A more detailed look at the type of work he does outsource on behalf of his company, Work to Live Financial Planning, reveals Ian’s bug-bear is the same as nearly every IFA’s:

“The biggest bug-bear I have is the admin side, getting data off clients in a way that is quick and efficient. This is a kind of a plug for Advicefront because I know what they’re trying to do in solving that problem for advisers!

“You have this great conversation with a client, you talk about all the things that they want out of life, you get them excited and then say, ‘Great to work with you, here’s a stack of about 20 pages of a client agreement for you to look over’, so you’ve just moved the conversation from something that’s completely aspirational to something that’s like, ‘Oh, okay!’. 

“The question is always, ‘How do we move that burden away from the client?’ and one answer is, Open Banking, which will allow advisers access to bank and other accounts without even involving the client in the work.  

“What’s a fax?!”

“It seems that America are far ahead of the UK in this sense. Clients send advisers a login where all the bank details are and all they have to do is connect them and then it gives you a breakdown on what clients are actually spending.”

As well as using software like Advicefront’s and the concept of Open Banking to save time and effort on admin, Ian favours other tools that help him streamline his working day: 

“Writing to pension providers to try and get client information usually still requires you to send hard copy letters whereas some new application forms from companies that are quite forward thinking allow you to sign documents electronically. Some organisations are like, ‘No, we still need wet signatures’, but we can open a bank account now in two minutes and others are still asking you to go through a long process and wait for 30 days at least to get the information you want. It’s just ridiculous.

“I asked one member of staff to send a fax and they asked, ‘What’s a fax?’!”.

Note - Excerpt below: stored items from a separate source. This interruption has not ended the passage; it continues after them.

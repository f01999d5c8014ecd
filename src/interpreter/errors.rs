//! Runtime error types for the routine interpreter
//!
//! This module defines [`RuntimeError`], which represents all errors that can occur
//! during program execution (as opposed to parse errors or instrumentation errors).
//!
//! All runtime errors are fatal: they halt the run and no trace is produced.

use crate::parser::ast::SourceLocation;
use thiserror::Error;

/// Runtime errors that can occur during execution
#[derive(Debug, Clone, PartialEq, Error)]
pub enum RuntimeError {
    /// Reference to a name with no binding
    #[error("'{name}' is not defined at line {}", .location.line)]
    UndefinedVariable {
        name: String,
        location: SourceLocation,
    },

    /// Call to a name with no function binding or built-in
    #[error("Undefined function '{name}' at line {}", .location.line)]
    UndefinedFunction {
        name: String,
        location: SourceLocation,
    },

    /// Call of a value that is not a function
    #[error("'{name}' is not a function at line {}", .location.line)]
    NotCallable {
        name: String,
        location: SourceLocation,
    },

    /// Attempted to reassign a `const` binding
    #[error("Assignment to constant variable '{name}' at line {}", .location.line)]
    ConstAssignment {
        name: String,
        location: SourceLocation,
    },

    /// Operation applied to a value of the wrong kind
    #[error("Type error at line {}: {message}", .location.line)]
    TypeError {
        message: String,
        location: SourceLocation,
    },

    /// Left-hand side that cannot be assigned to
    #[error("Invalid assignment target at line {}", .location.line)]
    InvalidAssignmentTarget { location: SourceLocation },

    /// Unsupported operation or feature
    #[error("Unsupported operation: {message} at line {}", .location.line)]
    UnsupportedOperation {
        message: String,
        location: SourceLocation,
    },

    /// `break`, `continue` or `return` outside of their enclosing construct
    #[error("Illegal '{keyword}' statement at line {}", .location.line)]
    IllegalJump {
        keyword: &'static str,
        location: SourceLocation,
    },

    /// Too many nested routine activations
    #[error("Maximum call stack size exceeded ({limit} nested calls) at line {}", .location.line)]
    CallDepthExceeded {
        limit: usize,
        location: SourceLocation,
    },

    /// Step budget exhausted, usually a non-terminating loop
    #[error("Execution step limit of {limit} exceeded at line {}", .location.line)]
    StepLimitExceeded {
        limit: u64,
        location: SourceLocation,
    },

    /// The run recorded as many trace nodes as it may
    #[error("Node limit of {limit} recorded calls exceeded at line {}", .location.line)]
    NodeLimitExceeded {
        limit: usize,
        location: SourceLocation,
    },

    /// The entry routine is not bound to a function after loading
    #[error("Entry routine '{name}' is not a function")]
    EntryNotCallable { name: String },

    /// Recorded calls do not form a single tree
    #[error("Recorded calls do not form a call tree: {reason}")]
    InconsistentTrace { reason: String },
}

impl RuntimeError {
    pub fn location(&self) -> Option<&SourceLocation> {
        match self {
            RuntimeError::UndefinedVariable { location, .. }
            | RuntimeError::UndefinedFunction { location, .. }
            | RuntimeError::NotCallable { location, .. }
            | RuntimeError::ConstAssignment { location, .. }
            | RuntimeError::TypeError { location, .. }
            | RuntimeError::InvalidAssignmentTarget { location }
            | RuntimeError::UnsupportedOperation { location, .. }
            | RuntimeError::IllegalJump { location, .. }
            | RuntimeError::CallDepthExceeded { location, .. }
            | RuntimeError::StepLimitExceeded { location, .. }
            | RuntimeError::NodeLimitExceeded { location, .. } => Some(location),
            RuntimeError::EntryNotCallable { .. } | RuntimeError::InconsistentTrace { .. } => None,
        }
    }

    pub(crate) fn type_error(message: impl Into<String>, location: SourceLocation) -> Self {
        RuntimeError::TypeError {
            message: message.into(),
            location,
        }
    }
}

#[cfg(test)]
mod tests {
    use super::*;

    #[test]
    fn test_messages_carry_line() {
        let err = RuntimeError::UndefinedVariable {
            name: "memo".to_string(),
            location: SourceLocation::new(4, 9),
        };
        assert_eq!(err.to_string(), "'memo' is not defined at line 4");
        assert_eq!(err.location(), Some(&SourceLocation::new(4, 9)));
    }

    #[test]
    fn test_errors_without_location() {
        let err = RuntimeError::EntryNotCallable {
            name: "fn".to_string(),
        };
        assert!(err.location().is_none());
    }
}
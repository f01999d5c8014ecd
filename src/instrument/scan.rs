//! Lexical classification of routine text
//!
//! The instrumenter works on text, not on an AST, so every byte is first
//! classified as code or non-code (string literal or comment). Bracket
//! matching and pattern matches only ever consider code bytes.

/// Byte-level code/non-code mask of one source string
pub struct CodeMap<'a> {
    src: &'a [u8],
    code: Vec<bool>,
    comment: Vec<bool>,
}

enum ScanState {
    Code,
    Str(u8),
    LineComment,
    BlockComment,
}

impl<'a> CodeMap<'a> {
    pub fn new(source: &'a str) -> Self {
        let src = source.as_bytes();
        let mut code = vec![true; src.len()];
        let mut comment = vec![false; src.len()];
        let mut state = ScanState::Code;
        let mut i = 0;

        while i < src.len() {
            let b = src[i];
            match state {
                ScanState::Code => match b {
                    b'"' | b'\'' | b'`' => {
                        state = ScanState::Str(b);
                        code[i] = false;
                    }
                    b'/' if src.get(i + 1) == Some(&b'/') => {
                        state = ScanState::LineComment;
                        code[i] = false;
                        comment[i] = true;
                    }
                    b'/' if src.get(i + 1) == Some(&b'*') => {
                        state = ScanState::BlockComment;
                        code[i] = false;
                        code[i + 1] = false;
                        comment[i] = true;
                        comment[i + 1] = true;
                        i += 1;
                    }
                    _ => {}
                },
                ScanState::Str(quote) => {
                    code[i] = false;
                    if b == b'\\' {
                        if let Some(next) = code.get_mut(i + 1) {
                            *next = false;
                        }
                        i += 1;
                    } else if b == quote {
                        state = ScanState::Code;
                    }
                }
                ScanState::LineComment => {
                    if b == b'\n' {
                        state = ScanState::Code;
                    } else {
                        code[i] = false;
                        comment[i] = true;
                    }
                }
                ScanState::BlockComment => {
                    code[i] = false;
                    comment[i] = true;
                    if b == b'*' && src.get(i + 1) == Some(&b'/') {
                        code[i + 1] = false;
                        comment[i + 1] = true;
                        i += 1;
                        state = ScanState::Code;
                    }
                }
            }
            i += 1;
        }

        CodeMap { src, code, comment }
    }

    /// Whether byte `i` is outside strings and comments
    #[inline]
    pub fn is_code(&self, i: usize) -> bool {
        self.code.get(i).copied().unwrap_or(false)
    }

    /// Net `{`/`}` nesting of code bytes before `pos`
    pub fn brace_depth_at(&self, pos: usize) -> i32 {
        let end = pos.min(self.src.len());
        (0..end)
            .filter(|&i| self.code[i])
            .map(|i| match self.src[i] {
                b'{' => 1,
                b'}' => -1,
                _ => 0,
            })
            .sum()
    }

    /// Index of the bracket closing the one at `open`.
    ///
    /// Only brackets of the same kind are counted, so `fn(a[0)` style
    /// mismatches inside the span are not detected here.
    pub fn matching_close(&self, open: usize) -> Option<usize> {
        let close = match self.src.get(open)? {
            b'(' => b')',
            b'{' => b'}',
            b'[' => b']',
            _ => return None,
        };
        let open_byte = self.src[open];
        if !self.code[open] {
            return None;
        }

        let mut depth = 0usize;
        for i in open..self.src.len() {
            if !self.code[i] {
                continue;
            }
            if self.src[i] == open_byte {
                depth += 1;
            } else if self.src[i] == close {
                depth -= 1;
                if depth == 0 {
                    return Some(i);
                }
            }
        }
        None
    }

    /// First index at or after `from` that is not ASCII whitespace
    pub fn skip_whitespace(&self, from: usize) -> usize {
        let mut i = from;
        while i < self.src.len() && self.src[i].is_ascii_whitespace() {
            i += 1;
        }
        i
    }

    /// Last non-whitespace byte before `pos`, with its index
    pub fn previous_significant(&self, pos: usize) -> Option<(usize, u8)> {
        self.src[..pos.min(self.src.len())]
            .iter()
            .enumerate()
            .rev()
            .find(|(_, b)| !b.is_ascii_whitespace())
            .map(|(i, b)| (i, *b))
    }

    /// Last byte before `pos` that belongs to a token, skipping whitespace
    /// and comments. String literal bytes count as token bytes.
    pub fn previous_token_byte(&self, pos: usize) -> Option<(usize, u8)> {
        (0..pos.min(self.src.len()))
            .rev()
            .find(|&i| !self.comment[i] && !self.src[i].is_ascii_whitespace())
            .map(|i| (i, self.src[i]))
    }

    /// First token byte at or after `from`
    pub fn next_token_byte(&self, from: usize) -> Option<(usize, u8)> {
        (from..self.src.len())
            .find(|&i| !self.comment[i] && !self.src[i].is_ascii_whitespace())
            .map(|i| (i, self.src[i]))
    }

    pub fn byte(&self, i: usize) -> Option<u8> {
        self.src.get(i).copied()
    }
}

/// Bytes that may appear in an identifier
#[inline]
pub fn is_ident_byte(b: u8) -> bool {
    b.is_ascii_alphanumeric() || b == b'_' || b == b'$'
}

#[cfg(test)]
mod tests {
    use super::*;

    #[test]
    fn test_strings_and_comments_are_not_code() {
        let src = "a('x)') // fn(\n/* { */ b";
        let map = CodeMap::new(src);
        assert!(map.is_code(0));
        assert!(!map.is_code(3));
        assert!(!map.is_code(5));
        assert!(map.is_code(6));
        assert!(!map.is_code(src.find("fn").unwrap()));
        assert!(!map.is_code(src.find('{').unwrap()));
        assert!(map.is_code(src.len() - 1));
    }

    #[test]
    fn test_matching_close_skips_strings() {
        let src = "f(a, ')', (b))";
        let map = CodeMap::new(src);
        assert_eq!(map.matching_close(1), Some(src.len() - 1));
        assert_eq!(map.matching_close(0), None);
    }

    #[test]
    fn test_unbalanced() {
        let map = CodeMap::new("f(a, (b)");
        assert_eq!(map.matching_close(1), None);
    }

    #[test]
    fn test_token_bytes_skip_comments() {
        let src = "a + /* x */ // y\n  'b' c";
        let map = CodeMap::new(src);
        assert_eq!(map.next_token_byte(3), Some((src.find('\'').unwrap(), b'\'')));
        assert_eq!(map.previous_token_byte(src.find('\'').unwrap()), Some((2, b'+')));
        assert_eq!(map.previous_token_byte(src.len()), Some((src.len() - 1, b'c')));
        assert_eq!(map.next_token_byte(src.len()), None);
    }

    #[test]
    fn test_brace_depth() {
        let src = "{ a { b } c }";
        let map = CodeMap::new(src);
        assert_eq!(map.brace_depth_at(src.find('b').unwrap()), 2);
        assert_eq!(map.brace_depth_at(src.find('c').unwrap()), 1);
    }
}
pub mod access;
pub mod assign;
pub mod binary;
pub mod unary;

// Everything here is `impl Interpreter`; only the place type is shared
pub(crate) use assign::Place;
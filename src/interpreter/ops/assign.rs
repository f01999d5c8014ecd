//! Assignment and update operators
//!
//! An assignment target is first resolved to a [`Place`]: a variable, an
//! array slot, an object property, or an array's `length`. Reading and
//! writing then go through the place, so `x += 1`, `a[i]++` and
//! `memo[key] = v` share one code path. Containers are shared
//! `Rc<RefCell<..>>` handles, so writing through a place mutates the same
//! array or object every alias sees.

use crate::interpreter::engine::Interpreter;
use crate::interpreter::errors::RuntimeError;
use crate::interpreter::ops::access::array_index;
use crate::memory::value::{ArrayRef, ObjectRef, Value};
use crate::parser::ast::*;

/// Largest array an element or `length` write may grow to
const MAX_ARRAY_LENGTH: usize = 1 << 24;

/// A resolved assignment target
pub(crate) enum Place {
    Variable(String),
    Element(ArrayRef, usize),
    Property(ObjectRef, String),
    Length(ArrayRef),
}

impl Interpreter {
    /// Resolve an l-value expression into a place that can be read and written
    pub(crate) fn resolve_place(&mut self, target: &AstNode) -> Result<Place, RuntimeError> {
        match target {
            AstNode::Variable(name, _) => Ok(Place::Variable(name.clone())),

            AstNode::MemberAccess {
                object,
                member,
                location,
            } => {
                let object = self.evaluate_expr(object)?;
                property_place(object, member.clone(), *location)
            }

            AstNode::IndexAccess {
                object,
                index,
                location,
            } => {
                let object = self.evaluate_expr(object)?;
                let index = self.evaluate_expr(index)?;

                if let (Value::Array(items), Value::Number(n)) = (&object, &index) {
                    if let Some(i) = array_index(*n) {
                        return Ok(Place::Element(items.clone(), i));
                    }
                }
                property_place(object, index.to_display_string(), *location)
            }

            other => Err(RuntimeError::InvalidAssignmentTarget {
                location: other.location(),
            }),
        }
    }

    pub(crate) fn read_place(
        &self,
        place: &Place,
        location: SourceLocation,
    ) -> Result<Value, RuntimeError> {
        Ok(match place {
            Place::Variable(name) => self.lookup_variable(name, location)?,
            Place::Element(items, i) => items.borrow().get(*i).cloned().unwrap_or_default(),
            Place::Property(obj, key) => obj.borrow().get(key).cloned().unwrap_or_default(),
            Place::Length(items) => Value::Number(items.borrow().len() as f64),
        })
    }

    pub(crate) fn write_place(
        &mut self,
        place: Place,
        value: Value,
        location: SourceLocation,
    ) -> Result<(), RuntimeError> {
        match place {
            Place::Variable(name) => match self.stack.lookup_mut(&name) {
                Some(binding) if binding.is_const => {
                    return Err(RuntimeError::ConstAssignment { name, location })
                }
                Some(binding) => binding.value = value,
                // Sloppy-mode implicit global
                None => self
                    .stack
                    .global_frame_mut()
                    .declare_function_scoped(&name, value),
            },

            Place::Element(items, i) => {
                if i >= MAX_ARRAY_LENGTH {
                    return Err(RuntimeError::type_error("Invalid array length", location));
                }
                let mut items = items.borrow_mut();
                if i >= items.len() {
                    items.resize(i + 1, Value::Undefined);
                }
                items[i] = value;
            }

            Place::Property(obj, key) => obj.borrow_mut().set(key, value),

            Place::Length(items) => {
                let len = match value {
                    Value::Number(n) => array_index(n).filter(|&len| len <= MAX_ARRAY_LENGTH),
                    _ => None,
                }
                .ok_or_else(|| RuntimeError::type_error("Invalid array length", location))?;
                items.borrow_mut().resize(len, Value::Undefined);
            }
        }
        Ok(())
    }

    /// `target = rhs`; evaluates to the assigned value
    pub(crate) fn assign(
        &mut self,
        target: &AstNode,
        rhs: &AstNode,
        location: SourceLocation,
    ) -> Result<Value, RuntimeError> {
        let place = self.resolve_place(target)?;
        let value = self.evaluate_expr(rhs)?;
        self.write_place(place, value.clone(), location)?;
        Ok(value)
    }

    /// `target op= rhs`
    pub(crate) fn compound_assign(
        &mut self,
        target: &AstNode,
        op: BinOp,
        rhs: &AstNode,
        location: SourceLocation,
    ) -> Result<Value, RuntimeError> {
        let place = self.resolve_place(target)?;
        let current = self.read_place(&place, location)?;
        let rhs = self.evaluate_expr(rhs)?;
        let value = self.binary_op(op, &current, &rhs, location)?;
        self.write_place(place, value.clone(), location)?;
        Ok(value)
    }

    /// `++x`, `--x`, `x++`, `x--`
    pub(crate) fn update(
        &mut self,
        op: UnOp,
        target: &AstNode,
        location: SourceLocation,
    ) -> Result<Value, RuntimeError> {
        let place = self.resolve_place(target)?;
        let old = self.read_place(&place, location)?.to_number();
        let new = match op {
            UnOp::PreInc | UnOp::PostInc => old + 1.0,
            _ => old - 1.0,
        };
        self.write_place(place, Value::Number(new), location)?;

        Ok(match op {
            UnOp::PreInc | UnOp::PreDec => Value::Number(new),
            _ => Value::Number(old),
        })
    }
}

fn property_place(
    object: Value,
    key: String,
    location: SourceLocation,
) -> Result<Place, RuntimeError> {
    match object {
        Value::Object(obj) => Ok(Place::Property(obj, key)),
        Value::Array(items) if key == "length" => Ok(Place::Length(items)),
        Value::Array(items) => match key.parse::<f64>().ok().and_then(array_index) {
            Some(i) => Ok(Place::Element(items, i)),
            None => Err(RuntimeError::UnsupportedOperation {
                message: format!("setting non-index property '{}' on an array", key),
                location,
            }),
        },
        other => Err(RuntimeError::type_error(
            format!(
                "Cannot set properties of {} (setting '{}')",
                other.to_display_string(),
                key
            ),
            location,
        )),
    }
}

#[cfg(test)]
mod tests {
    use crate::interpreter::engine::{ExecutionLimits, Interpreter, TraceMode};
    use crate::interpreter::errors::RuntimeError;
    use crate::memory::value::Value;
    use crate::parser::Parser;

    fn call(source: &str) -> Result<Value, RuntimeError> {
        let program = Parser::new(source).unwrap().parse_program().unwrap();
        let mut interp = Interpreter::new(program, ExecutionLimits::default(), TraceMode::Off);
        interp.load()?;
        interp.call_entry("fn", vec![])
    }

    #[test]
    fn test_element_write_grows_array() {
        let v = call("function fn() { const a = []; a[2] = 5; return a.length; }").unwrap();
        assert_eq!(v.to_number(), 3.0);
    }

    #[test]
    fn test_memo_object_is_shared() {
        let source = "function fill(memo) { memo['k'] = 1; }
        function fn() { const memo = {}; fill(memo); return memo.k; }";
        assert_eq!(call(source).unwrap().to_number(), 1.0);
    }

    #[test]
    fn test_postfix_and_prefix() {
        let v = call("function fn() { let i = 1; const a = i++; const b = ++i; return a * 10 + b; }")
            .unwrap();
        assert_eq!(v.to_number(), 13.0);
    }

    #[test]
    fn test_length_truncates() {
        let v = call("function fn() { const a = [1, 2, 3]; a.length = 1; return a.length; }")
            .unwrap();
        assert_eq!(v.to_number(), 1.0);
    }

    #[test]
    fn test_undeclared_assignment_becomes_global() {
        let v = call("function fn() { total = 4; return total; }").unwrap();
        assert_eq!(v.to_number(), 4.0);
    }

    #[test]
    fn test_write_to_undefined_property_fails() {
        let err = call("function fn() { let o; o.x = 1; }").unwrap_err();
        assert!(matches!(err, RuntimeError::TypeError { .. }));
    }
}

Advising younger generations is another aspect of advice that Ian feels passionate about doing well:

“As advisers, we need the process of exchanging and accessing information to be as slick as possible. We want to make it a quick and painless transaction for people. If I’m working with clients who are Millennials or in their early forties and they can have a new bank account in a couple of minutes and I’m telling them that they need to fill out this application form they’re bound to think, ‘That’s a bit odd’.”

Coaching 

Turning his thoughts to other ways of helping clients, Ian also advocates a low-tech method of teasing helpful information out of conversations – financial coaching:

“I’ve been giving this quite a lot of thought, I mean, this distinction between coaching generally and financial coaching. 

“I think a large element of what I want to know as a financial planner, is to understand what clients want out of life. Coaching around behaviours is where it falls down for IFAs, I think, because working with a general life coach, you will do  a lot of work around mindset and some of the subconscious mental barriers clients have, stuff that they’re not aware of. But, as financial planners, we tend to focus very much on the financial goals that clients want to achieve, whether they want to sell or set-up a business and so on and we often don’t say, ‘Okay, well, why do you want to do that? What are your barriers, why don’t you think you can do it?’.

“So, I think there should be an element of balance between the two types of coaching for IFAs. 

“One of the things I’m actually working with my coach on is creating a programme that incorporates this traditional life coaching into what I currently offer clients, which is of course, financial advice. It’s not financial coaching per se, but actually life coaching, which will help me to really understand what they’re trying to achieve and help them to work on some of the mindset issues that might be holding them back. For example, they might only want to work for nine months a year, but they don’t think they can because they don’t think they’re good enough for that kind of lifestyle or good enough to set-up a business.” 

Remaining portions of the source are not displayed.